# EXERCISE DESCRIPTION
Which lines in the data below contain the word "when"? Return each of them.

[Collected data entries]
// SPDX-License-Identifier: MIT OR Apache-2.0

//! Generic Routing Encapsulation (GRE), RFC 2784 with the RFC 2890 key
//! and sequence-number extensions.
//!
//! ## Packet Layout
//! ```txt
//!    .    Octet 0    .    Octet 1    .    Octet 2    .    Octet 3    .
//!    +-+-+-+-+-+-+-+-+-+-+-+-+-+-+-+-+-+-+-+-+-+-+-+-+-+-+-+-+-+-+-+-+
//!  0 |C| |K|S| Reserved0       | Ver |         Protocol Type         |
//!    +-+-+-+-+-+-+-+-+-+-+-+-+-+-+-+-+-+-+-+-+-+-+-+-+-+-+-+-+-+-+-+-+
//!  4 |   Checksum (optional)         |       Reserved1 (optional)    |
//!    +-+-+-+-+-+-+-+-+-+-+-+-+-+-+-+-+-+-+-+-+-+-+-+-+-+-+-+-+-+-+-+-+
//! .. |                         Key (optional)                        |
//!    +-+-+-+-+-+-+-+-+-+-+-+-+-+-+-+-+-+-+-+-+-+-+-+-+-+-+-+-+-+-+-+-+
//! .. |                  Sequence Number (optional)                   |
//!    +-+-+-+-+-+-+-+-+-+-+-+-+-+-+-+-+-+-+-+-+-+-+-+-+-+-+-+-+-+-+-+-+
//! .. Z                            Payload                            Z
//!    +-+-+-+-+-+-+-+-+-+-+-+-+-+-+-+-+-+-+-+-+-+-+-+-+-+-+-+-+-+-+-+-+
//! ```

use bitflags::bitflags;

use crate::error::*;
use crate::layers::ip::{Ipv4, Ipv4Protocol, Ipv4Ref};
use crate::layers::l2::EtherType;
use crate::layers::{Raw, RawRef};
use crate::utils;

use super::dev_traits::*;
use super::traits::*;

bitflags! {
    /// The present-bits of a GRE header's first word.
    #[derive(Clone, Copy, Debug, Default, PartialEq, Eq)]
    pub struct GreFlags: u16 {
        const CHECKSUM = 0b_1000_0000_0000_0000;
        const KEY = 0b_0010_0000_0000_0000;
        const SEQUENCE = 0b_0001_0000_0000_0000;
    }
}

/// A GRE encapsulation header.
#[derive(Clone, Debug)]
pub struct Gre {
    protocol_type: EtherType,
    /// `Some` adds the checksum word; `Some(None)` computes it at build
    /// time, `Some(Some(v))` pins the wire value.
    chksum: Option<Option<u16>>,
    key: Option<u32>,
    sequence: Option<u32>,
    payload: Option<Box<dyn LayerObject>>,
}

impl Gre {
    pub fn new(protocol_type: EtherType) -> Self {
        Gre {
            protocol_type,
            chksum: None,
            key: None,
            sequence: None,
            payload: None,
        }
    }

    #[inline]
    pub fn protocol_type(&self) -> EtherType {
        self.protocol_type
    }

    /// Enables the checksum word, computed at serialization time.
    #[inline]
    pub fn enable_chksum(&mut self) {
        self.chksum = Some(None);
    }

    #[inline]
    pub fn set_key(&mut self, key: Option<u32>) {
        self.key = key;
    }

    #[inline]
    pub fn key(&self) -> Option<u32> {
        self.key
    }

    #[inline]
    pub fn set_sequence(&mut self, sequence: Option<u32>) {
        self.sequence = sequence;
    }

    #[inline]
    pub fn sequence(&self) -> Option<u32> {
        self.sequence
    }

    /// The present-bits the header will carry.
    pub fn flags(&self) -> GreFlags {
        let mut flags = GreFlags::empty();
        if self.chksum.is_some() {
            flags |= GreFlags::CHECKSUM;
        }
        if self.key.is_some() {
            flags |= GreFlags::KEY;
        }
        if self.sequence.is_some() {
            flags |= GreFlags::SEQUENCE;
        }
        flags
    }

    fn header_len(&self) -> usize {
        4 + if self.chksum.is_some() { 4 } else { 0 }
            + if self.key.is_some() { 4 } else { 0 }
            + if self.sequence.is_some() { 4 } else { 0 }
    }
}

layer_identity!(Gre, GreRef, "Gre");

impl PartialEq for Gre {
    fn eq(&self, other: &Self) -> bool {
        self.protocol_type == other.protocol_type
            && self.chksum == other.chksum
            && self.key == other.key
            && self.sequence == other.sequence
            && match (&self.payload, &other.payload) {
                (None, None) => true,
                (Some(a), Some(b)) => a.compare(b.as_ref()),
                _ => false,
            }
    }
}

impl LayerLength for Gre {
    #[inline]
    fn len(&self) -> usize {
        self.header_len() + self.payload.as_ref().map(|p| p.len()).unwrap_or(0)
    }
}

impl LayerObject for Gre {
    #[inline]
    fn layer_name(&self) -> &'static str {
        Self::name()
    }

    #[inline]
    fn ip_payload_protocol(&self) -> Option<Ipv4Protocol> {
        Some(Ipv4Protocol::Gre)
    }

    #[inline]
    fn can_add_payload_default(&self, _payload: &dyn LayerObject) -> bool {
        true
    }

    #[inline]
    fn payload(&self) -> Option<&dyn LayerObject> {
        self.payload.as_deref()
    }

    #[inline]
    fn payload_mut(&mut self) -> Option<&mut dyn LayerObject> {
        self.payload.as_deref_mut()
    }

    #[inline]
    fn set_payload_unchecked(&mut self, payload: Box<dyn LayerObject>) {
        self.payload = Some(payload);
    }

    #[inline]
    fn remove_payload(&mut self) -> Option<Box<dyn LayerObject>> {
        self.payload.take()
    }

    #[inline]
    fn to_boxed_layer(&self) -> Box<dyn LayerObject> {
        Box::new(self.clone())
    }

    #[inline]
    fn compare(&self, other: &dyn LayerObject) -> bool {
        other.as_any().downcast_ref::<Self>().is_some_and(|o| self == o)
    }
}

impl Layer for Gre {}

impl ToBytes for Gre {
    fn to_bytes_checksummed(
        &self,
        bytes: &mut Vec<u8>,
        _prev: Option<(LayerId, usize)>,
    ) -> Result<(), SerializationError> {
        let start = bytes.len();
        bytes.extend(self.flags().bits().to_be_bytes());
        bytes.extend(self.protocol_type.number().to_be_bytes());
        if let Some(pinned) = self.chksum {
            bytes.extend(pinned.unwrap_or(0).to_be_bytes());
            bytes.extend([0, 0]);
        }
        if let Some(key) = self.key {
            bytes.extend(key.to_be_bytes());
        }
        if let Some(sequence) = self.sequence {
            bytes.extend(sequence.to_be_bytes());
        }

        match self.payload.as_ref() {
            None => (),
            Some(p) => p.to_bytes_checksummed(bytes, Some((Self::layer_id(), start)))?,
        }

        if let Some(None) = self.chksum {
            let chksum = !utils::ones_complement_16bit(&bytes[start..]);
            bytes[start + 4..start + 6].copy_from_slice(&chksum.to_be_bytes());
        }

        Ok(())
    }
}

impl FromBytesCurrent for Gre {
    fn from_bytes_current_layer_unchecked(bytes: &[u8]) -> Self {
        let gre = GreRef::from_bytes_unchecked(bytes);
        Gre {
            protocol_type: gre.protocol_type(),
            chksum: gre.flags().contains(GreFlags::CHECKSUM).then_some(None),
            key: gre.key(),
            sequence: gre.sequence(),
            payload: None,
        }
    }

    fn payload_from_bytes_unchecked_default(&mut self, bytes: &[u8]) {
        let gre = GreRef::from_bytes_unchecked(bytes);
        let payload = gre.payload().unwrap_or(&[]);
        if payload.is_empty() {
            self.payload = None;
            return;
        }

        self.payload = Some(match gre.protocol_type() {
            EtherType::Ipv4 => Box::new(Ipv4::from_bytes_unchecked(payload)),
            _ => Box::new(Raw::from_bytes_unchecked(payload)),
        });
    }
}

/// A view of a GRE header.
#[derive(Clone, Copy, Debug)]
pub struct GreRef<'a> {
    data: &'a [u8],
}

impl<'a> GreRef<'a> {
    #[inline]
    pub fn flags(&self) -> GreFlags {
        GreFlags::from_bits_truncate(u16::from_be_bytes(
            utils::to_array(self.data, 0)
                .expect("insufficient bytes in Gre layer to retrieve flags field"),
        ))
    }

    /// The version carried in the header's first word.
    #[inline]
    pub fn version(&self) -> u8 {
        self.data
            .get(1)
            .map(|b| b & 0x07)
            .expect("insufficient bytes in Gre layer to retrieve Version field")
    }

    /// The EtherType of the encapsulated payload.
    #[inline]
    pub fn protocol_type(&self) -> EtherType {
        EtherType::from(u16::from_be_bytes(
            utils::to_array(self.data, 2)
                .expect("insufficient bytes in Gre layer to retrieve Protocol Type field"),
        ))
    }

    fn header_len_from(bytes: &[u8]) -> Option<usize> {
        let flags = GreFlags::from_bits_truncate(utils::read_u16(bytes, 0, utils::Endianness::Big)?);
        let mut len = 4;
        if flags.contains(GreFlags::CHECKSUM) {
            len += 4;
        }
        if flags.contains(GreFlags::KEY) {
            len += 4;
        }
        if flags.contains(GreFlags::SEQUENCE) {
            len += 4;
        }
        Some(len)
    }

    /// The checksum word, when the present-bit declares one.
    pub fn chksum(&self) -> Option<u16> {
        self.flags()
            .contains(GreFlags::CHECKSUM)
            .then(|| utils::read_u16(self.data, 4, utils::Endianness::Big))
            .flatten()
    }

    /// The key word, when the present-bit declares one.
    pub fn key(&self) -> Option<u32> {
        let flags = self.flags();
        if !flags.contains(GreFlags::KEY) {
            return None;
        }
        let offset = if flags.contains(GreFlags::CHECKSUM) { 8 } else { 4 };
        utils::read_u32(self.data, offset, utils::Endianness::Big)
    }

    /// The sequence number, when the present-bit declares one.
    pub fn sequence(&self) -> Option<u32> {
        let flags = self.flags();
        if !flags.contains(GreFlags::SEQUENCE) {
            return None;
        }
        let mut offset = 4;
        if flags.contains(GreFlags::CHECKSUM) {
            offset += 4;
        }
        if flags.contains(GreFlags::KEY) {
            offset += 4;
        }
        utils::read_u32(self.data, offset, utils::Endianness::Big)
    }

    /// Whether the optional checksum matches the header and payload;
    /// `None` when the header carries no checksum.
    pub fn is_checksum_correct(&self) -> Option<bool> {
        self.chksum()?;
        Some(utils::ones_complement_16bit(self.data) == 0xFFFF)
    }

    /// The encapsulated payload bytes, or `None` if the header is
    /// truncated.
    #[inline]
    pub fn payload(&self) -> Option<&'a [u8]> {
        self.data.get(Self::header_len_from(self.data)?..)
    }
}

impl<'a> FromBytesRef<'a> for GreRef<'a> {
    #[inline]
    fn from_bytes_unchecked(bytes: &'a [u8]) -> Self {
        GreRef { data: bytes }
    }
}

impl LayerOffset for GreRef<'_> {
    fn payload_byte_index_default(bytes: &[u8], layer_type: LayerId) -> Option<usize> {
        let header_len = Self::header_len_from(bytes)?;
        if bytes.len() < header_len {
            return None;
        }
        let protocol = EtherType::from(utils::read_u16(bytes, 2, utils::Endianness::Big)?);
        match protocol {
            EtherType::Ipv4 => {
                if layer_type == Ipv4Ref::layer_id() {
                    Some(header_len)
                } else {
                    Ipv4Ref::payload_byte_index_default(&bytes[header_len..], layer_type)
                        .map(|idx| header_len + idx)
                }
            }
            _ => {
                if layer_type == RawRef::layer_id() {
                    Some(header_len)
                } else {
                    None
                }
            }
        }
    }
}

impl Validate for GreRef<'_> {
    fn validate_current_layer(curr_layer: &[u8]) -> Result<(), ValidationError> {
        let Some(header_len) = GreRef::header_len_from(curr_layer) else {
            return Err(ValidationError {
                layer: Gre::name(),
                class: ValidationErrorClass::InsufficientBytes,
                reason: "insufficient bytes in Gre header (4 bytes required)",
            });
        };

        if curr_layer.len() < header_len {
            return Err(ValidationError {
                layer: Gre::name(),
                class: ValidationErrorClass::InsufficientBytes,
                reason: "insufficient bytes for the optional fields declared by the Gre flags",
            });
        }

        if curr_layer[1] & 0x07 != 0 {
            return Err(ValidationError {
                layer: Gre::name(),
                class: ValidationErrorClass::InvalidValue,
                reason: "unsupported Gre version (only version 0 is recognized)",
            });
        }

        let gre = GreRef::from_bytes_unchecked(curr_layer);
        if gre.is_checksum_correct() == Some(false) {
            return Err(ValidationError {
                layer: Gre::name(),
                class: ValidationErrorClass::InvalidValue,
                reason: "incorrect checksum in Gre header",
            });
        }

        Ok(())
    }

    fn validate_payload_default(curr_layer: &[u8]) -> Result<(), ValidationError> {
        let gre = GreRef::from_bytes_unchecked(curr_layer);
        let Some(payload) = gre.payload() else {
            return Ok(());
        };
        if payload.is_empty() {
            return Ok(());
        }

        match utils::read_u16(curr_layer, 2, utils::Endianness::Big).map(EtherType::from) {
            Some(EtherType::Ipv4) => Ipv4Ref::validate(payload),
            _ => RawRef::validate(payload),
        }
    }
}

impl ToLayer for GreRef<'_> {
    type Owned = Gre;

    #[inline]
    fn to_layer(&self) -> Gre {
        Gre::from_bytes_unchecked(self.data)
    }
}

#[cfg(test)]
mod tests {
    use super::*;

    #[test]
    fn optional_fields_follow_present_bits() {
        let mut gre = Gre::new(EtherType::Ipv4);
        gre.enable_chksum();
        gre.set_key(Some(0xDEADBEEF));
        gre.set_sequence(Some(7));
        gre.set_payload_unchecked(Box::new(Raw::new(vec![0x45])));

        let bytes = gre.to_bytes().unwrap();
        assert_eq!(bytes.len(), 4 + 4 + 4 + 4 + 1);

        let parsed = GreRef::from_bytes_unchecked(&bytes);
        assert_eq!(parsed.version(), 0);
        assert_eq!(parsed.key(), Some(0xDEADBEEF));
        assert_eq!(parsed.sequence(), Some(7));
        assert_eq!(parsed.is_checksum_correct(), Some(true));
    }

    #[test]
    fn key_only_header_round_trip() {
        let mut gre = Gre::new(EtherType::Unknown(0x880B));
        gre.set_key(Some(42));
        let bytes = gre.to_bytes().unwrap();
        assert_eq!(bytes.len(), 8);
        assert!(GreRef::validate(&bytes).is_ok());
        assert_eq!(GreRef::from_bytes_unchecked(&bytes).to_layer(), gre);
    }
}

# ANSWER SPACE
    /// The checksum word, when the present-bit declares one.
    /// The key word, when the present-bit declares one.
    /// The sequence number, when the present-bit declares one.
    /// `None` when the header carries no checksum.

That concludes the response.